If there’s one thing that can send you into a panic, it’s seeing your blood all over your hands.
It dripped, crimson, into my palms and splattered my wrists, shirt, and the floor. A pattern emerged that appeared to be some sort of combination of Rorschach and Pollack. Instead of ink, it was my blood, and instead of paint, it was my blood. I thought I saw the constellations in the pattern. A sanguine Orion. An imbrued Virgo.
The tile was cold and hard, and yet I was sinking into it like it was no more than sand. I turned my head to verify that I was still on solid ground and saw the blood soaking into my shirt.
“That is not going to come out,” I thought to myself as the blood continued to flow. Then I laughed as I realized I had bigger problems to worry about than my shirt. As if to reinforce my worry, the blood coming out of the hole in my head started to drain more quickly, and if possible, thicker than before. It was now oozing.

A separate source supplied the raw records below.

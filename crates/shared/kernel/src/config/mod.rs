use codebook_domain::config::Settings;
use config::{Config, Environment, File, Map};
use serde::de::DeserializeOwned;
use std::borrow::Cow;
use std::path::{Path, PathBuf};
use tracing::{debug, info};

/// Prefix of environment overrides (`CODEBOOK__LOGGING__LEVEL=debug`).
pub const ENV_PREFIX: &str = "CODEBOOK";
/// Separator between nested keys in environment overrides.
pub const ENV_SEPARATOR: &str = "__";
/// Base name of the configuration file looked up when no path is given.
pub const DEFAULT_CONFIG_FILE: &str = "codebook";

/// Custom error type for config loading.
#[codebook_derive::codebook_error]
pub enum ConfigError {
    #[error("Config error{}: {source}", format_context(.context))]
    Config { source: config::ConfigError, context: Option<Cow<'static, str>> },
}

/// Layered configuration loader: a file first, environment overrides on top.
///
/// * An explicit [`ConfigLoader::path`] must exist. Without one, `codebook.{toml,json,yaml,..}`
///   in the working directory is used when present and skipped otherwise.
/// * Environment variables prefixed with `CODEBOOK__` override file values; nested keys are
///   separated by `__` (`CODEBOOK__RUNTIME__MAX_RETRIES` maps to `runtime.max_retries`).
#[derive(Debug, Default)]
pub struct ConfigLoader {
    path: Option<PathBuf>,
    env: Option<Map<String, String>>,
}

impl ConfigLoader {
    #[must_use]
    pub fn new() -> Self {
        Self::default()
    }

    /// Reads the given file instead of the optional default one.
    #[must_use]
    pub fn path(mut self, path: impl AsRef<Path>) -> Self {
        self.path = Some(path.as_ref().to_path_buf());
        self
    }

    /// Replaces the process environment with a fixed set of variables.
    #[must_use]
    pub fn env_source(mut self, vars: Map<String, String>) -> Self {
        self.env = Some(vars);
        self
    }

    /// Builds the layered configuration and deserializes it into `T`.
    ///
    /// # Errors
    /// Returns [`ConfigError::Config`] if an explicit file is missing or malformed, or if the
    /// merged values do not fit `T`.
    pub fn load<T>(self) -> Result<T, ConfigError>
    where
        T: DeserializeOwned,
    {
        let file = match &self.path {
            Some(path) => {
                info!("Loading config from {}", path.display());
                File::from(path.as_path()).required(true)
            },
            None => {
                debug!("No config path given, looking for optional '{DEFAULT_CONFIG_FILE}' file");
                File::with_name(DEFAULT_CONFIG_FILE).required(false)
            },
        };

        let environment = Environment::with_prefix(ENV_PREFIX)
            .prefix_separator(ENV_SEPARATOR)
            .separator(ENV_SEPARATOR)
            .source(self.env);

        Config::builder()
            .add_source(file)
            .add_source(environment)
            .build()
            .context("Failed to build config")?
            .try_deserialize::<T>()
            .context("Failed to deserialize config")
    }
}

/// Loads any deserializable configuration with the default layering.
///
/// # Errors
/// See [`ConfigLoader::load`].
///
/// # Example
/// ```rust
/// use codebook_kernel::config::load_config;
///
/// #[derive(Default, serde::Deserialize)]
/// struct AppConfig {
///     port: u16,
/// }
///
/// let cfg: AppConfig = load_config(Some("config/local")).unwrap_or_default();
/// ```
pub fn load_config<T>(path: Option<impl AsRef<Path>>) -> Result<T, ConfigError>
where
    T: DeserializeOwned,
{
    let loader = ConfigLoader::new();
    match path {
        Some(path) => loader.path(path),
        None => loader,
    }
    .load()
}

/// Loads the application [`Settings`].
///
/// # Errors
/// See [`ConfigLoader::load`].
pub fn load_settings(path: Option<impl AsRef<Path>>) -> Result<Settings, ConfigError> {
    let settings: Settings = load_config(path)?;
    info!(
        app = %settings.app.name,
        version = %settings.app.version,
        flags = %settings.runtime.flags,
        "Settings loaded"
    );
    Ok(settings)
}
//! # Logger
//!
//! Installs the global `tracing` subscriber for codebook processes: compact console output,
//! optional rolling files (plain or JSON) written through a non-blocking worker, and
//! `RUST_LOG`-aware filtering.
//!
//! ## Example
//!
//! ```rust
//! use codebook_logger::{LevelFilter, Logger};
//!
//! let _logger = Logger::builder("my-app").level(LevelFilter::DEBUG).init().unwrap();
//! tracing::info!("ready");
//! ```

mod error;

pub use crate::error::{LoggerError, LoggerErrorExt};
pub use tracing::level_filters::LevelFilter;
pub use tracing_appender::rolling::Rotation;

use std::fs;
use std::path::PathBuf;
use tracing_appender::non_blocking::WorkerGuard;
use tracing_appender::rolling::RollingFileAppender;
use tracing_subscriber::fmt::layer;
use tracing_subscriber::layer::SubscriberExt;
use tracing_subscriber::util::SubscriberInitExt;
use tracing_subscriber::{EnvFilter, Layer};

const DEFAULT_MAX_FILES: usize = 10;
const LOG_FILE_SUFFIX: &str = "log";

/// Builder for the global tracing subscriber.
#[derive(Debug)]
pub struct LoggerBuilder {
    name: String,
    console: bool,
    directory: Option<PathBuf>,
    level: LevelFilter,
    rotation: Rotation,
    max_files: usize,
    json: bool,
    env_filter: Option<String>,
}

impl LoggerBuilder {
    /// Enables or disables console output (on by default).
    #[must_use]
    pub const fn console(mut self, enabled: bool) -> Self {
        self.console = enabled;
        self
    }

    /// Writes rolling log files into `directory`, named `<name>.<date>.log`.
    #[must_use]
    pub fn directory(mut self, directory: impl Into<PathBuf>) -> Self {
        self.directory = Some(directory.into());
        self
    }

    /// Minimum level emitted when `RUST_LOG` and [`Self::env_filter`] say nothing else.
    #[must_use]
    pub const fn level(mut self, level: LevelFilter) -> Self {
        self.level = level;
        self
    }

    /// Log file rotation strategy (daily by default).
    #[must_use]
    pub fn rotation(mut self, rotation: Rotation) -> Self {
        self.rotation = rotation;
        self
    }

    /// Number of rotated files to keep.
    #[must_use]
    pub const fn max_files(mut self, max: usize) -> Self {
        self.max_files = max;
        self
    }

    /// Writes file output as JSON lines. Console output stays compact.
    #[must_use]
    pub const fn json(mut self, enabled: bool) -> Self {
        self.json = enabled;
        self
    }

    /// Adds explicit filter directives (e.g. `codebook=debug,config=warn`).
    ///
    /// Invalid directives make [`LoggerBuilder::init`] fail.
    #[must_use]
    pub fn env_filter(mut self, filter: impl Into<String>) -> Self {
        self.env_filter = Some(filter.into());
        self
    }

    /// Installs the global subscriber.
    ///
    /// The returned [`Logger`] owns the file writer guard and must be kept alive until
    /// shutdown so buffered lines get flushed.
    ///
    /// # Errors
    /// * [`LoggerError::InvalidConfiguration`] for an empty name, `max_files == 0`, a bad
    ///   filter, or when neither console nor file output is enabled.
    /// * [`LoggerError::Appender`] / [`LoggerError::Internal`] if the log directory is unusable.
    /// * [`LoggerError::Subscriber`] if a global subscriber is already set.
    pub fn init(self) -> Result<Logger, LoggerError> {
        self.validate()?;
        let env_filter = self.build_env_filter()?;

        let mut layers = Vec::new();
        if self.console {
            layers.push(layer().compact().with_ansi(true).boxed());
        }

        let guard = if let Some(directory) = &self.directory {
            fs::create_dir_all(directory).map_err(|e| LoggerError::Internal {
                message: e.to_string().into(),
                context: Some(format!("Failed to create {}", directory.display()).into()),
            })?;

            let appender = RollingFileAppender::builder()
                .rotation(self.rotation.clone())
                .filename_prefix(&self.name)
                .filename_suffix(LOG_FILE_SUFFIX)
                .max_log_files(self.max_files)
                .build(directory)
                .context("Failed to build rolling file appender")?;

            let (writer, guard) = tracing_appender::non_blocking(appender);
            let file_layer = layer().with_writer(writer).with_ansi(false);
            layers.push(if self.json { file_layer.json().boxed() } else { file_layer.boxed() });
            Some(guard)
        } else {
            None
        };

        if layers.is_empty() {
            return Err(LoggerError::InvalidConfiguration {
                message: "No logging output enabled. Enable console or file output.".into(),
                context: None,
            });
        }

        tracing_subscriber::registry().with(env_filter).with(layers).try_init()?;
        tracing::debug!(name = %self.name, file = guard.is_some(), "Logger initialized");

        Ok(Logger { guard })
    }

    fn validate(&self) -> Result<(), LoggerError> {
        if self.name.trim().is_empty() {
            return Err("Logger name cannot be empty".into_invalid());
        }
        if self.max_files == 0 {
            return Err("max_files must be greater than zero".into_invalid());
        }
        Ok(())
    }

    fn build_env_filter(&self) -> Result<EnvFilter, LoggerError> {
        let builder = EnvFilter::builder().with_default_directive(self.level.into());
        self.env_filter.as_ref().map_or_else(
            || Ok(builder.from_env_lossy()),
            |filter| {
                builder.parse(filter).map_err(|e| {
                    format!("Invalid env filter '{filter}': {e}").into_invalid()
                })
            },
        )
    }
}

trait IntoInvalid {
    fn into_invalid(self) -> LoggerError;
}

impl<S: Into<std::borrow::Cow<'static, str>>> IntoInvalid for S {
    fn into_invalid(self) -> LoggerError {
        LoggerError::InvalidConfiguration { message: self.into(), context: None }
    }
}

/// Handle to the initialized logging system.
///
/// Holds the background file writer guard, if any. Drop it only at shutdown.
#[must_use = "Dropping this handle stops the background log writer."]
#[derive(Debug)]
pub struct Logger {
    guard: Option<WorkerGuard>,
}

impl Logger {
    /// Starts a [`LoggerBuilder`]. `name` prefixes rolling log files.
    pub fn builder(name: impl Into<String>) -> LoggerBuilder {
        LoggerBuilder {
            name: name.into(),
            console: true,
            directory: None,
            level: LevelFilter::INFO,
            rotation: Rotation::DAILY,
            max_files: DEFAULT_MAX_FILES,
            json: false,
            env_filter: None,
        }
    }

    /// Whether a file writer is attached.
    #[must_use]
    pub const fn has_file_output(&self) -> bool {
        self.guard.is_some()
    }
}

impl Drop for Logger {
    fn drop(&mut self) {
        if self.guard.is_some() {
            tracing::info!("Logging system shutting down, flushing buffers...");
        }
    }
}

/// Parses a level name such as `"debug"` or `"off"` (case-insensitive).
///
/// # Errors
/// Returns [`LoggerError::InvalidConfiguration`] for an unknown level name.
pub fn parse_level(level: &str) -> Result<LevelFilter, LoggerError> {
    level.trim().parse::<LevelFilter>().map_err(|e| LoggerError::InvalidConfiguration {
        message: format!("Invalid log level '{level}': {e}").into(),
        context: None,
    })
}
use codebook_derive::codebook_error;
use std::borrow::Cow;

#[codebook_error]
#[derive(Debug)]
pub enum LookupError {
    #[error("Unknown key: {key}")]
    UnknownKey { key: u32 },

    #[error("Rejected{}: {message}", format_context(.context))]
    Rejected { message: Cow<'static, str>, context: Option<Cow<'static, str>> },
}

fn main() {
    let err: Result<(), LookupError> = Err(LookupError::UnknownKey { key: 7 });
    let _ = err.context("ignored for variants without context");
}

Blood was everywhere. It even got onto my lips and into my mouth. I’m not sure if it was the loss of blood, but I wondered if I would be okay if I could just get some blood back into my body. I could taste the blood on my tongue and it was creating a copper film inside my mouth. It was like the remnants of some metallic syrup, slick and insoluble against the saliva that I could tell was slowly staining itself red.
Time continued to pass. I wasn’t sure how much blood I had lost, or how much I had left to lose, but I was overjoyed when one of my coworkers found me and sprung quickly into action.
“Nosebleed?”
“Yeah.”
“I had one yesterday.”
“Yeah. Sucks.”
“Here’s more toilet paper, if you need it.”
“Thanks.”

i hate that feeling when you have a bad nosebleed, where, you suddenly think..IS THIS GOING TO FUCKING STOP OR WHAT???? it usually passes, before you pass out, but still.
you should stop snorting cocaine and cut glass, man.
I thought to myself as I read this post, “What did he do, get shot in the freakin’ head? What’s he doing blogging? Shouldn’t he be in surgery? At least we know he didn’t die, since he’s posting all about it…”
So, apparently I have too active of an imagination.
Oh, and I concur. Nosebleeds suck. A lot.
Dude, get your blood pressure checked. Really.
Good thing you aren’t dramatic or anything or this could really have been an alarming post.
ACW, you should start writing books…I had to skip to the end to make sure you were ok! Damn you!
Start taking iron supplements, dude. Maybe you’re anemic.
so my adorable coworker has been having crazy nosebleeds… i was all maternal. now he’s on new meds that won’t make his nose bleed but might make him psychotic… joy.
This has never happened to me, but I have witnessed it happening to others and it’s terrifying. I’m not good around blood. My own, or anyone else’s. I’m glad you didn’t post pictures. Thanks.
Good thing there weren’t any zombies around….they can smell one drop from over a mile away…or is that sharks?